[Dataset entries]

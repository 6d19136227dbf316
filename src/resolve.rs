//! Attachment and link resolution for rendered issue bodies.
//!
//! Rewrites `<img>` sources in server-rendered HTML so the report is
//! self-contained: bare attachment filenames become their content URLs and
//! host-relative paths are absolutized against the tracker host. Only image
//! tags are touched; all other markup passes through byte-for-byte.
//!
//! The rewrite is a minimal streaming tag scanner, not a markup parse —
//! case-insensitive on tag and attribute names, tolerant of single or double
//! attribute quoting, and restricted to the `src` attribute. This is the
//! same minimal-scanning tradeoff the rest of the codebase makes instead of
//! pulling in an HTML-tree dependency.

use std::collections::HashMap;

use crate::models::IssueLink;

/// Substituted when an issue's rendered body is empty or its fetch failed,
/// so downstream rendering never sees empty content.
pub const MISSING_BODY_PLACEHOLDER: &str = "No description available.";

/// Resolve a rendered body: placeholder on empty input, otherwise image
/// sources rewritten against the attachment map and base host.
pub fn resolve_body(
    raw: &str,
    attachments: &HashMap<String, String>,
    base_host: &str,
) -> String {
    if raw.trim().is_empty() {
        return MISSING_BODY_PLACEHOLDER.to_string();
    }
    rewrite_image_sources(raw, attachments, base_host)
}

/// Rewrite every `<img>` tag's `src` attribute in `html`.
///
/// - `src` exactly equal (case-insensitive) to an attachment filename is
///   replaced with that attachment's content URL.
/// - `src` starting with `/` is prefixed with `base_host`.
/// - Anything else (absolute/external URLs, data URIs) passes through.
///
/// When nothing matches, the output equals the input.
pub fn rewrite_image_sources(
    html: &str,
    attachments: &HashMap<String, String>,
    base_host: &str,
) -> String {
    let bytes = html.as_bytes();
    let mut out = String::with_capacity(html.len());
    let mut i = 0;

    while i < bytes.len() {
        if bytes[i] == b'<' && is_img_tag_at(bytes, i) {
            if let Some(end) = find_tag_end(bytes, i) {
                let tag = &html[i..=end];
                out.push_str(&rewrite_img_tag(tag, attachments, base_host));
                i = end + 1;
                continue;
            }
        }
        // Advance one full character; multi-byte UTF-8 is copied unchanged.
        let ch_len = utf8_len(bytes[i]);
        out.push_str(&html[i..i + ch_len]);
        i += ch_len;
    }

    out
}

/// Extract the keys of issues related through `link_type`, matched
/// case-insensitively. The opposite endpoint is taken regardless of link
/// direction: an outward link names its outward issue, an inward link its
/// inward issue.
pub fn related_keys(links: &[IssueLink], link_type: &str) -> Vec<String> {
    links
        .iter()
        .filter(|l| l.link_type.eq_ignore_ascii_case(link_type))
        .filter_map(|l| l.outward_key.clone().or_else(|| l.inward_key.clone()))
        .collect()
}

/// True if `bytes[at..]` begins an `<img` tag (`<` already confirmed):
/// the name matches case-insensitively and is followed by whitespace,
/// `/`, or `>` so `<imgfoo>` is not mistaken for an image.
fn is_img_tag_at(bytes: &[u8], at: usize) -> bool {
    let name_end = at + 4;
    if name_end > bytes.len() {
        return false;
    }
    if !bytes[at + 1..name_end].eq_ignore_ascii_case(b"img") {
        return false;
    }
    match bytes.get(name_end) {
        Some(b) => b.is_ascii_whitespace() || *b == b'/' || *b == b'>',
        None => false,
    }
}

/// Position of the `>` closing the tag that starts at `start`, if any.
fn find_tag_end(bytes: &[u8], start: usize) -> Option<usize> {
    bytes[start..].iter().position(|b| *b == b'>').map(|p| start + p)
}

/// Rewrite the `src` value inside one `<img ...>` tag, preserving every
/// other attribute and the original quoting style. Tags without a quoted
/// `src` are returned unchanged.
fn rewrite_img_tag(tag: &str, attachments: &HashMap<String, String>, base_host: &str) -> String {
    let Some((value_start, value_end)) = find_src_value(tag) else {
        return tag.to_string();
    };

    let value = &tag[value_start..value_end];
    let replacement = resolve_src(value, attachments, base_host);

    match replacement {
        Some(new_src) => format!("{}{}{}", &tag[..value_start], new_src, &tag[value_end..]),
        None => tag.to_string(),
    }
}

/// Byte range of the quoted `src` attribute value within a tag. Attribute
/// name matching is case-insensitive; the value may use `"` or `'`.
fn find_src_value(tag: &str) -> Option<(usize, usize)> {
    let bytes = tag.as_bytes();
    let mut j = 0;
    while j + 3 <= bytes.len() {
        if bytes[j..j + 3].eq_ignore_ascii_case(b"src")
            && j > 0
            && bytes[j - 1].is_ascii_whitespace()
        {
            let mut k = j + 3;
            while k < bytes.len() && bytes[k].is_ascii_whitespace() {
                k += 1;
            }
            if k >= bytes.len() || bytes[k] != b'=' {
                j += 1;
                continue;
            }
            k += 1;
            while k < bytes.len() && bytes[k].is_ascii_whitespace() {
                k += 1;
            }
            if k >= bytes.len() || (bytes[k] != b'"' && bytes[k] != b'\'') {
                j += 1;
                continue;
            }
            let quote = bytes[k];
            let value_start = k + 1;
            let close = bytes[value_start..].iter().position(|b| *b == quote)?;
            return Some((value_start, value_start + close));
        }
        j += 1;
    }
    None
}

/// Decide the new `src` value, or `None` to leave the tag untouched.
fn resolve_src(
    value: &str,
    attachments: &HashMap<String, String>,
    base_host: &str,
) -> Option<String> {
    // Exact filename match against the attachment map, case-insensitive.
    for (filename, url) in attachments {
        if value.eq_ignore_ascii_case(filename) {
            return Some(url.clone());
        }
    }
    // Host-relative path: absolutize.
    if value.starts_with('/') {
        return Some(format!("{}{}", base_host, value));
    }
    None
}

fn utf8_len(first_byte: u8) -> usize {
    match first_byte {
        b if b < 0x80 => 1,
        b if b < 0xE0 => 2,
        b if b < 0xF0 => 3,
        _ => 4,
    }
}
//! Compile orchestration.
//!
//! Coordinates the full run: index bootstrap → hierarchical collection →
//! outline numbering → document assembly → artifact write. Per-node fetch
//! failures are contained inside the collector; only the index bootstrap
//! and the final write can fail the run.

use anyhow::Result;
use std::collections::HashMap;
use std::path::PathBuf;

use crate::collect;
use crate::config::Config;
use crate::fetcher::{IconProvider, JiraFetcher, JiraIconProvider, NoIcons, TrackerCredentials};
use crate::index;
use crate::outline;
use crate::progress::ProgressMode;
use crate::report;

pub async fn run_compile(
    config: &Config,
    root_key: &str,
    dry_run: bool,
    progress_mode: ProgressMode,
    output_override: Option<PathBuf>,
) -> Result<()> {
    let creds = TrackerCredentials::from_env()?;
    let progress = progress_mode.reporter();

    let issue_index = index::build_index(&config.tracker, &creds).await?;

    if !issue_index.contains(root_key) {
        // Missing root is not an error: the compile yields nothing.
        println!("compile {}", root_key);
        println!("  root key not found in scope '{}'", config.tracker.jql);
        println!("  nodes: 0");
        println!("ok");
        return Ok(());
    }

    let fetcher = JiraFetcher::new(&config.tracker, creds.clone())?;
    let mut nodes = collect::collect(
        root_key,
        &issue_index,
        &fetcher,
        config.tracker.host(),
        &config.report.related_link_type,
        progress.as_ref(),
    )
    .await;

    outline::assign_numbers(&mut nodes);

    if dry_run {
        let related_total: usize = nodes.iter().map(|n| n.related.len()).sum();
        println!("compile {} (dry-run)", root_key);
        println!("  nodes: {}", nodes.len());
        println!("  toc entries: {}", nodes.len());
        println!("  related links: {}", related_total);
        return Ok(());
    }

    let icons: Box<dyn IconProvider> = if config.report.embed_icons {
        let icon_urls: HashMap<String, String> = nodes
            .iter()
            .filter_map(|n| {
                issue_index
                    .get(&n.key)
                    .map(|r| (r.key.clone(), r.icon_url.clone()))
            })
            .collect();
        Box::new(JiraIconProvider::new(&config.tracker, creds, icon_urls)?)
    } else {
        Box::new(NoIcons)
    };

    let output_dir = output_override.unwrap_or_else(|| config.report.output_dir.clone());
    let doc = report::assemble(
        root_key,
        nodes,
        &issue_index,
        icons.as_ref(),
        &output_dir,
        progress.as_ref(),
    )
    .await;

    report::write(&doc)?;

    println!("compile {}", root_key);
    println!("  nodes: {}", doc.nodes.len());
    println!("  wrote: {}", doc.path.display());
    println!("ok");
    Ok(())
}
//! # treedoc CLI
//!
//! The `treedoc` binary compiles a hierarchy of tracker issues into one
//! self-contained HTML report.
//!
//! ## Usage
//!
//! ```bash
//! treedoc --config ./config/treedoc.toml <command>
//! ```
//!
//! ## Commands
//!
//! | Command | Description |
//! |---------|-------------|
//! | `treedoc compile <KEY>` | Compile the tree below `<KEY>` into `{KEY}_Report.html` |
//! | `treedoc check` | Verify tracker connectivity and credentials |
//!
//! ## Examples
//!
//! ```bash
//! # Verify the tracker is reachable with the configured credentials
//! treedoc check --config ./config/treedoc.toml
//!
//! # Compile an epic and everything below it
//! treedoc compile PROJ-1 --config ./config/treedoc.toml
//!
//! # Count nodes without writing anything
//! treedoc compile PROJ-1 --dry-run
//!
//! # Machine-readable progress for CI logs
//! treedoc compile PROJ-1 --progress json
//! ```

use anyhow::Result;
use clap::{Parser, Subcommand};
use std::path::PathBuf;

use treedoc::compile::run_compile;
use treedoc::config::load_config;
use treedoc::fetcher::{check_connection, TrackerCredentials};
use treedoc::progress::ProgressMode;

/// treedoc — compile a hierarchy of remote issue records into one
/// self-contained HTML report.
///
/// All commands accept a `--config` flag pointing to a TOML configuration
/// file. Credentials come from the `JIRA_EMAIL` and `JIRA_API_TOKEN`
/// environment variables.
#[derive(Parser)]
#[command(
    name = "treedoc",
    about = "Compile a hierarchy of remote issue records into one self-contained HTML report",
    version
)]
struct Cli {
    /// Path to configuration file (TOML).
    ///
    /// Defaults to `./config/treedoc.toml`. Tracker, scope, and report
    /// settings are read from this file.
    #[arg(long, global = true, default_value = "./config/treedoc.toml")]
    config: PathBuf,

    #[command(subcommand)]
    command: Commands,
}

/// Top-level CLI commands.
#[derive(Subcommand)]
enum Commands {
    /// Compile the issue tree below a root key into an HTML report.
    ///
    /// Bootstraps the issue index for the configured JQL scope, walks the
    /// tree in pre-order fetching each issue's rendered description, and
    /// writes `{KEY}_Report.html` to the output directory. A root key
    /// outside the scope produces an empty compile, not an error.
    Compile {
        /// Root issue key, e.g. `PROJ-1`.
        root_key: String,

        /// Dry run — print node and link counts without writing the report.
        #[arg(long)]
        dry_run: bool,

        /// Progress output on stderr: `off`, `human`, or `json`.
        /// Defaults to `human` when stderr is a TTY, otherwise `off`.
        #[arg(long)]
        progress: Option<String>,

        /// Override the configured output directory.
        #[arg(long)]
        output: Option<PathBuf>,
    },

    /// Verify tracker connectivity and credentials.
    ///
    /// Calls the tracker's server-info endpoint and prints its name and
    /// version. Useful before a long compile.
    Check,
}

fn parse_progress_mode(raw: Option<&str>) -> Result<ProgressMode> {
    match raw {
        None => Ok(ProgressMode::default_for_tty()),
        Some("off") => Ok(ProgressMode::Off),
        Some("human") => Ok(ProgressMode::Human),
        Some("json") => Ok(ProgressMode::Json),
        Some(other) => anyhow::bail!(
            "Unknown progress mode: '{}'. Must be off, human, or json.",
            other
        ),
    }
}

#[tokio::main]
async fn main() -> Result<()> {
    let cli = Cli::parse();
    let config = load_config(&cli.config)?;

    match cli.command {
        Commands::Compile {
            root_key,
            dry_run,
            progress,
            output,
        } => {
            let mode = parse_progress_mode(progress.as_deref())?;
            run_compile(&config, &root_key, dry_run, mode, output).await?;
        }
        Commands::Check => {
            let creds = TrackerCredentials::from_env()?;
            let info = check_connection(&config.tracker, &creds).await?;
            println!("check {}", config.tracker.host());
            println!("  server: {}", info);
            println!("ok");
        }
    }

    Ok(())
}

* _Task description_
Among the lines above, find each one containing the string "creds" and copy it.

* _Solution_
    let creds = TrackerCredentials::from_env()?;
    let issue_index = index::build_index(&config.tracker, &creds).await?;
    let fetcher = JiraFetcher::new(&config.tracker, creds.clone())?;
        Box::new(JiraIconProvider::new(&config.tracker, creds, icon_urls)?)
            let creds = TrackerCredentials::from_env()?;
            let info = check_connection(&config.tracker, &creds).await?;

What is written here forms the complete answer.